Start of Data for review

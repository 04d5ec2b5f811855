//! Signer abstraction.
//!
//! Signing material does not have to be available synchronously: a signer
//! may suspend, for example on an out-of-process HSM round trip. In-process
//! keys get a blanket implementation over [`KeyPair`].

use async_trait::async_trait;
use meridian_types::{KeyPair, PublicKey, Signature};

/// Produces signatures for one public key.
///
/// Registered on a transaction via `sign_with`; registrations are
/// de-duplicated by the key's raw bytes, first registration wins.
#[async_trait]
pub trait Signer: Send + Sync {
    /// The verifying key this signer signs for.
    fn public_key(&self) -> PublicKey;

    /// Sign `message`. Possible suspension point.
    async fn sign(&self, message: &[u8]) -> Signature;
}

#[async_trait]
impl Signer for KeyPair {
    fn public_key(&self) -> PublicKey {
        KeyPair::public_key(self)
    }

    async fn sign(&self, message: &[u8]) -> Signature {
        KeyPair::sign(self, message)
    }
}
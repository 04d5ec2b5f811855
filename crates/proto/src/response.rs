//! Node precheck responses.

use sbor::prelude::*;
use std::fmt;

/// A node's immediate synchronous verdict on a submitted transaction.
///
/// This is the precheck outcome only; consensus-level results arrive through
/// receipts and records, which are outside the submission path.
#[derive(Debug, Clone, Copy, PartialEq, Eq, Hash, BasicSbor)]
pub enum Status {
    /// The node accepted the transaction for consensus.
    Ok,
    /// The node is overloaded; try another node.
    Busy,
    /// The node could not classify the failure.
    Unknown,
    /// The platform accepted the connection but failed to create the
    /// transaction record.
    PlatformTransactionNotCreated,
    /// The platform is not active on this node.
    PlatformNotActive,
    /// The identifier's validity window has passed.
    TransactionExpired,
    /// An identical identifier has already been submitted.
    DuplicateTransaction,
    /// The declared max fee is below the required fee.
    InsufficientTransactionFee,
    /// The payer cannot cover the fee.
    InsufficientPayerBalance,
    /// A required signature is missing or invalid.
    InvalidSignature,
    /// The body could not be parsed.
    InvalidTransactionBody,
    /// The payer account does not exist.
    PayerAccountNotFound,
    /// The targeted topic does not exist.
    InvalidTopicId,
    /// The memo exceeds the permitted length.
    MemoTooLong,
    /// An inner transaction of a batch is not allowed there.
    InnerTransactionNotAllowed,
}

impl Status {
    /// String representation for logging.
    pub fn as_str(&self) -> &'static str {
        match self {
            Status::Ok => "OK",
            Status::Busy => "BUSY",
            Status::Unknown => "UNKNOWN",
            Status::PlatformTransactionNotCreated => "PLATFORM_TRANSACTION_NOT_CREATED",
            Status::PlatformNotActive => "PLATFORM_NOT_ACTIVE",
            Status::TransactionExpired => "TRANSACTION_EXPIRED",
            Status::DuplicateTransaction => "DUPLICATE_TRANSACTION",
            Status::InsufficientTransactionFee => "INSUFFICIENT_TX_FEE",
            Status::InsufficientPayerBalance => "INSUFFICIENT_PAYER_BALANCE",
            Status::InvalidSignature => "INVALID_SIGNATURE",
            Status::InvalidTransactionBody => "INVALID_TRANSACTION_BODY",
            Status::PayerAccountNotFound => "PAYER_ACCOUNT_NOT_FOUND",
            Status::InvalidTopicId => "INVALID_TOPIC_ID",
            Status::MemoTooLong => "MEMO_TOO_LONG",
            Status::InnerTransactionNotAllowed => "INNER_TRANSACTION_NOT_ALLOWED",
        }
    }
}

impl fmt::Display for Status {
    fn fmt(&self, f: &mut fmt::Formatter<'_>) -> fmt::Result {
        f.write_str(self.as_str())
    }
}

/// Wire message carrying the precheck verdict.
#[derive(Debug, Clone, Copy, PartialEq, Eq, BasicSbor)]
pub struct PrecheckResponse {
    pub status: Status,
    /// Required fee estimate, populated on fee-related rejections.
    pub cost: u64,
}

impl PrecheckResponse {
    /// Response with no cost estimate.
    pub fn of(status: Status) -> Self {
        Self { status, cost: 0 }
    }
}
//! Signed-transaction envelopes and the export/transmission wire forms.
//!
//! # Wire Format
//!
//! ```text
//! TransactionEnvelope { signed_transaction_bytes }      one cell
//! TransactionList { [TransactionEnvelope, ...] }        more than one cell
//! SignedTransaction { body_bytes, signature_map }       legacy flat form
//! ```
//!
//! Writers always emit the enveloped form, wrapped in [`TransactionList`]
//! when more than one (chunk, node) cell exists. Readers additionally accept
//! the legacy flat form, where the [`SignedTransaction`] fields sit at the
//! top level without the envelope, and normalize it.

use crate::{sbor_decode, sbor_encode, CodecError};
use meridian_types::{PublicKey, Signature};
use sbor::prelude::*;

/// One witness signature, keyed by the raw public key bytes.
#[derive(Debug, Clone, PartialEq, Eq, BasicSbor)]
pub struct SignaturePair {
    /// Raw bytes identifying the signing key. Full keys are stored; readers
    /// must treat this as a prefix and match accordingly.
    pub public_key_prefix: Vec<u8>,
    /// Signature over the cell's `body_bytes`.
    pub signature: Signature,
}

impl SignaturePair {
    /// Create a pair carrying the full key bytes.
    pub fn new(public_key: PublicKey, signature: Signature) -> Self {
        Self {
            public_key_prefix: public_key.as_bytes().to_vec(),
            signature,
        }
    }

    /// Whether this pair was produced by `public_key`.
    pub fn matches(&self, public_key: &PublicKey) -> bool {
        let key_bytes = public_key.as_bytes();
        !self.public_key_prefix.is_empty() && key_bytes.starts_with(&self.public_key_prefix)
    }
}

/// Ordered set of signatures over one cell, each key at most once.
#[derive(Debug, Clone, Default, PartialEq, Eq, BasicSbor)]
pub struct SignatureMap {
    pub pairs: Vec<SignaturePair>,
}

impl SignatureMap {
    /// Empty map.
    pub fn new() -> Self {
        Self::default()
    }

    /// Whether a signature from `public_key` is present.
    pub fn contains(&self, public_key: &PublicKey) -> bool {
        self.pairs.iter().any(|pair| pair.matches(public_key))
    }

    /// Append a signature. Returns `false` (and changes nothing) when the
    /// key already has an entry.
    pub fn add(&mut self, public_key: PublicKey, signature: Signature) -> bool {
        if self.contains(&public_key) {
            return false;
        }
        self.pairs.push(SignaturePair::new(public_key, signature));
        true
    }

    /// Remove the signature from `public_key`. Returns `false` when no entry
    /// matched.
    pub fn remove(&mut self, public_key: &PublicKey) -> bool {
        let before = self.pairs.len();
        self.pairs.retain(|pair| !pair.matches(public_key));
        self.pairs.len() != before
    }

    /// Drop every signature.
    pub fn clear(&mut self) {
        self.pairs.clear();
    }

    /// Number of signatures.
    pub fn len(&self) -> usize {
        self.pairs.len()
    }

    /// Whether the map is empty.
    pub fn is_empty(&self) -> bool {
        self.pairs.is_empty()
    }
}

/// A serialized body plus its witness signatures: one (chunk, node) cell.
#[derive(Debug, Clone, PartialEq, Eq, BasicSbor)]
pub struct SignedTransaction {
    /// Encoded [`TransactionBody`](crate::TransactionBody). Kept as bytes so
    /// signatures stay valid regardless of codec evolution.
    pub body_bytes: Vec<u8>,
    /// Signatures over `body_bytes`.
    pub signature_map: SignatureMap,
}

/// The enveloped wire form: a nested, already-encoded [`SignedTransaction`].
#[derive(Debug, Clone, PartialEq, Eq, BasicSbor)]
pub struct TransactionEnvelope {
    pub signed_transaction_bytes: Vec<u8>,
}

/// List container for multi-cell transactions.
#[derive(Debug, Clone, Default, PartialEq, Eq, BasicSbor)]
pub struct TransactionList {
    pub transactions: Vec<TransactionEnvelope>,
}

/// Encode one cell (the inner encoding nested inside envelopes).
pub fn encode_signed_transaction(signed: &SignedTransaction) -> Result<Vec<u8>, CodecError> {
    sbor_encode(signed)
}

/// Decode one cell from its inner encoding.
pub fn decode_signed_transaction(bytes: &[u8]) -> Result<SignedTransaction, CodecError> {
    if bytes.is_empty() {
        return Err(CodecError::MessageTooShort);
    }
    sbor_decode(bytes)
}

/// Encode a single cell for transmission: always the enveloped form.
pub fn encode_for_transmission(signed: &SignedTransaction) -> Result<Vec<u8>, CodecError> {
    let envelope = TransactionEnvelope {
        signed_transaction_bytes: encode_signed_transaction(signed)?,
    };
    sbor_encode(&envelope)
}

/// Encode cells for export. One cell emits a bare envelope; more than one
/// emits the list container.
pub fn encode_signed_transactions(cells: &[SignedTransaction]) -> Result<Vec<u8>, CodecError> {
    if cells.len() == 1 {
        return encode_for_transmission(&cells[0]);
    }
    let mut transactions = Vec::with_capacity(cells.len());
    for signed in cells {
        transactions.push(TransactionEnvelope {
            signed_transaction_bytes: encode_signed_transaction(signed)?,
        });
    }
    sbor_encode(&TransactionList { transactions })
}

/// Decode exported bytes, accepting the list form, a bare envelope, or the
/// legacy flat form, and normalize to a cell sequence.
pub fn decode_signed_transactions(bytes: &[u8]) -> Result<Vec<SignedTransaction>, CodecError> {
    if bytes.is_empty() {
        return Err(CodecError::MessageTooShort);
    }

    if let Ok(list) = sbor::basic_decode::<TransactionList>(bytes) {
        let mut cells = Vec::with_capacity(list.transactions.len());
        for envelope in &list.transactions {
            cells.push(decode_signed_transaction(&envelope.signed_transaction_bytes)?);
        }
        return Ok(cells);
    }

    if let Ok(envelope) = sbor::basic_decode::<TransactionEnvelope>(bytes) {
        return Ok(vec![decode_signed_transaction(
            &envelope.signed_transaction_bytes,
        )?]);
    }

    // Legacy flat form: SignedTransaction fields without the envelope.
    let flat = sbor_decode::<SignedTransaction>(bytes)?;
    Ok(vec![flat])
}
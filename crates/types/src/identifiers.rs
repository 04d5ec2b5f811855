//! Ledger entity identifiers.
//!
//! Entities are addressed as `shard.realm.num` triples. The client only ever
//! creates these; resolution to on-ledger state is the node's concern.

use sbor::prelude::*;
use std::fmt;
use std::str::FromStr;

/// Error parsing a `shard.realm.num` identifier from a string.
#[derive(Debug, Clone, PartialEq, Eq, thiserror::Error)]
#[error("Invalid entity id '{input}': expected the form shard.realm.num")]
pub struct EntityIdParseError {
    /// The rejected input.
    pub input: String,
}

fn parse_triple(s: &str) -> Result<(u64, u64, u64), EntityIdParseError> {
    let err = || EntityIdParseError {
        input: s.to_string(),
    };
    let mut parts = s.split('.');
    let shard = parts.next().and_then(|p| p.parse().ok()).ok_or_else(err)?;
    let realm = parts.next().and_then(|p| p.parse().ok()).ok_or_else(err)?;
    let num = parts.next().and_then(|p| p.parse().ok()).ok_or_else(err)?;
    if parts.next().is_some() {
        return Err(err());
    }
    Ok((shard, realm, num))
}

/// An account on the ledger.
#[derive(Debug, Clone, Copy, PartialEq, Eq, Hash, PartialOrd, Ord, BasicSbor)]
pub struct AccountId {
    pub shard: u64,
    pub realm: u64,
    pub num: u64,
}

impl AccountId {
    /// Create an account id in shard 0, realm 0.
    pub const fn new(num: u64) -> Self {
        Self {
            shard: 0,
            realm: 0,
            num,
        }
    }
}

impl fmt::Display for AccountId {
    fn fmt(&self, f: &mut fmt::Formatter<'_>) -> fmt::Result {
        write!(f, "{}.{}.{}", self.shard, self.realm, self.num)
    }
}

impl FromStr for AccountId {
    type Err = EntityIdParseError;

    fn from_str(s: &str) -> Result<Self, Self::Err> {
        let (shard, realm, num) = parse_triple(s)?;
        Ok(Self { shard, realm, num })
    }
}

/// A message topic on the ledger.
#[derive(Debug, Clone, Copy, PartialEq, Eq, Hash, PartialOrd, Ord, BasicSbor)]
pub struct TopicId {
    pub shard: u64,
    pub realm: u64,
    pub num: u64,
}

impl TopicId {
    /// Create a topic id in shard 0, realm 0.
    pub const fn new(num: u64) -> Self {
        Self {
            shard: 0,
            realm: 0,
            num,
        }
    }
}

impl fmt::Display for TopicId {
    fn fmt(&self, f: &mut fmt::Formatter<'_>) -> fmt::Result {
        write!(f, "{}.{}.{}", self.shard, self.realm, self.num)
    }
}

impl FromStr for TopicId {
    type Err = EntityIdParseError;

    fn from_str(s: &str) -> Result<Self, Self::Err> {
        let (shard, realm, num) = parse_triple(s)?;
        Ok(Self { shard, realm, num })
    }
}
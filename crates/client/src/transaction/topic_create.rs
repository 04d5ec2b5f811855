//! Topic creation transaction.

use super::Transaction;
use crate::error::ClientError;
use meridian_proto::{OperationPayload, TopicCreatePayload};
use meridian_types::PublicKey;
use std::ops::{Deref, DerefMut};

/// Creates a message topic.
#[derive(Debug)]
pub struct TopicCreateTransaction {
    tx: Transaction,
}

impl TopicCreateTransaction {
    pub fn new() -> Self {
        Self {
            tx: Transaction::new(OperationPayload::TopicCreate(TopicCreatePayload::default())),
        }
    }

    pub(crate) fn from_transaction(tx: Transaction) -> Self {
        Self { tx }
    }

    /// Set the key allowed to update or delete the topic.
    pub fn set_admin_key(&mut self, key: PublicKey) -> Result<&mut Self, ClientError> {
        match self.tx.payload_mut()? {
            OperationPayload::TopicCreate(p) => p.admin_key = Some(key),
            _ => unreachable!("payload kind is fixed at construction"),
        }
        Ok(self)
    }

    /// Set the memo stored on the topic.
    pub fn set_topic_memo(&mut self, memo: impl Into<String>) -> Result<&mut Self, ClientError> {
        match self.tx.payload_mut()? {
            OperationPayload::TopicCreate(p) => p.topic_memo = memo.into(),
            _ => unreachable!("payload kind is fixed at construction"),
        }
        Ok(self)
    }
}

impl From<TopicCreateTransaction> for Transaction {
    fn from(wrapper: TopicCreateTransaction) -> Self {
        wrapper.tx
    }
}

impl Default for TopicCreateTransaction {
    fn default() -> Self {
        Self::new()
    }
}

impl Deref for TopicCreateTransaction {
    type Target = Transaction;

    fn deref(&self) -> &Transaction {
        &self.tx
    }
}

impl DerefMut for TopicCreateTransaction {
    fn deref_mut(&mut self) -> &mut Transaction {
        &mut self.tx
    }
}
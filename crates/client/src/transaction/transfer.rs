//! Value transfer transaction.

use super::Transaction;
use crate::error::ClientError;
use meridian_proto::{AccountAmount, OperationPayload, TransferPayload};
use meridian_types::AccountId;
use std::ops::{Deref, DerefMut};

/// Moves value between accounts. The movements must net to zero; the node
/// enforces that at precheck.
#[derive(Debug)]
pub struct TransferTransaction {
    tx: Transaction,
}

impl TransferTransaction {
    /// Empty transfer.
    pub fn new() -> Self {
        Self {
            tx: Transaction::new(OperationPayload::Transfer(TransferPayload::default())),
        }
    }

    pub(crate) fn from_transaction(tx: Transaction) -> Self {
        Self { tx }
    }

    /// Add a movement: negative `amount` debits, positive credits.
    pub fn add_transfer(
        &mut self,
        account_id: AccountId,
        amount: i64,
    ) -> Result<&mut Self, ClientError> {
        match self.tx.payload_mut()? {
            OperationPayload::Transfer(p) => p.transfers.push(AccountAmount { account_id, amount }),
            _ => unreachable!("payload kind is fixed at construction"),
        }
        Ok(self)
    }

    /// The movements added so far.
    pub fn transfers(&self) -> &[AccountAmount] {
        match self.tx.payload() {
            OperationPayload::Transfer(p) => &p.transfers,
            _ => &[],
        }
    }
}

impl From<TransferTransaction> for Transaction {
    fn from(wrapper: TransferTransaction) -> Self {
        wrapper.tx
    }
}

impl Default for TransferTransaction {
    fn default() -> Self {
        Self::new()
    }
}

impl Deref for TransferTransaction {
    type Target = Transaction;

    fn deref(&self) -> &Transaction {
        &self.tx
    }
}

impl DerefMut for TransferTransaction {
    fn deref_mut(&mut self) -> &mut Transaction {
        &mut self.tx
    }
}
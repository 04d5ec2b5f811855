//! Generic "from bytes" entry point.

use super::{
    AccountCreateTransaction, BatchTransaction, NetworkFreezeTransaction, TopicCreateTransaction,
    TopicMessageSubmitTransaction, Transaction, TransferTransaction,
};
use crate::error::ClientError;
use meridian_proto::OperationKind;

/// A transaction of any kind, reconstructed from exported bytes.
///
/// Dispatch is the payload enum's static match; there is no runtime
/// registry to populate.
#[derive(Debug)]
pub enum AnyTransaction {
    Transfer(TransferTransaction),
    AccountCreate(AccountCreateTransaction),
    TopicCreate(TopicCreateTransaction),
    TopicMessageSubmit(TopicMessageSubmitTransaction),
    NetworkFreeze(NetworkFreezeTransaction),
    Batch(BatchTransaction),
}

impl AnyTransaction {
    /// Rebuild a frozen transaction from bytes produced by
    /// [`Transaction::to_bytes`], dispatching to the concrete type.
    pub fn from_bytes(bytes: &[u8]) -> Result<Self, ClientError> {
        let tx = Transaction::from_encoded_cells(bytes)?;
        Ok(match tx.operation_kind() {
            OperationKind::Transfer => {
                AnyTransaction::Transfer(TransferTransaction::from_transaction(tx))
            }
            OperationKind::AccountCreate => {
                AnyTransaction::AccountCreate(AccountCreateTransaction::from_transaction(tx))
            }
            OperationKind::TopicCreate => {
                AnyTransaction::TopicCreate(TopicCreateTransaction::from_transaction(tx))
            }
            OperationKind::TopicMessageSubmit => AnyTransaction::TopicMessageSubmit(
                TopicMessageSubmitTransaction::from_transaction(tx),
            ),
            OperationKind::NetworkFreeze => {
                AnyTransaction::NetworkFreeze(NetworkFreezeTransaction::from_transaction(tx))
            }
            OperationKind::Batch => {
                AnyTransaction::Batch(BatchTransaction::from_transaction(tx))
            }
        })
    }

    /// Kind of the wrapped transaction.
    pub fn kind(&self) -> OperationKind {
        self.transaction().operation_kind()
    }

    /// The wrapped core transaction.
    pub fn transaction(&self) -> &Transaction {
        match self {
            AnyTransaction::Transfer(t) => t,
            AnyTransaction::AccountCreate(t) => t,
            AnyTransaction::TopicCreate(t) => t,
            AnyTransaction::TopicMessageSubmit(t) => t,
            AnyTransaction::NetworkFreeze(t) => t,
            AnyTransaction::Batch(t) => t,
        }
    }

    /// The wrapped core transaction, mutably.
    pub fn transaction_mut(&mut self) -> &mut Transaction {
        match self {
            AnyTransaction::Transfer(t) => t,
            AnyTransaction::AccountCreate(t) => t,
            AnyTransaction::TopicCreate(t) => t,
            AnyTransaction::TopicMessageSubmit(t) => t,
            AnyTransaction::NetworkFreeze(t) => t,
            AnyTransaction::Batch(t) => t,
        }
    }
}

End of Data for review

What needs to be done >> Could you work out how many lines in the records include "DerefMut"? Answer with the number only.

Output of the exercise >> 4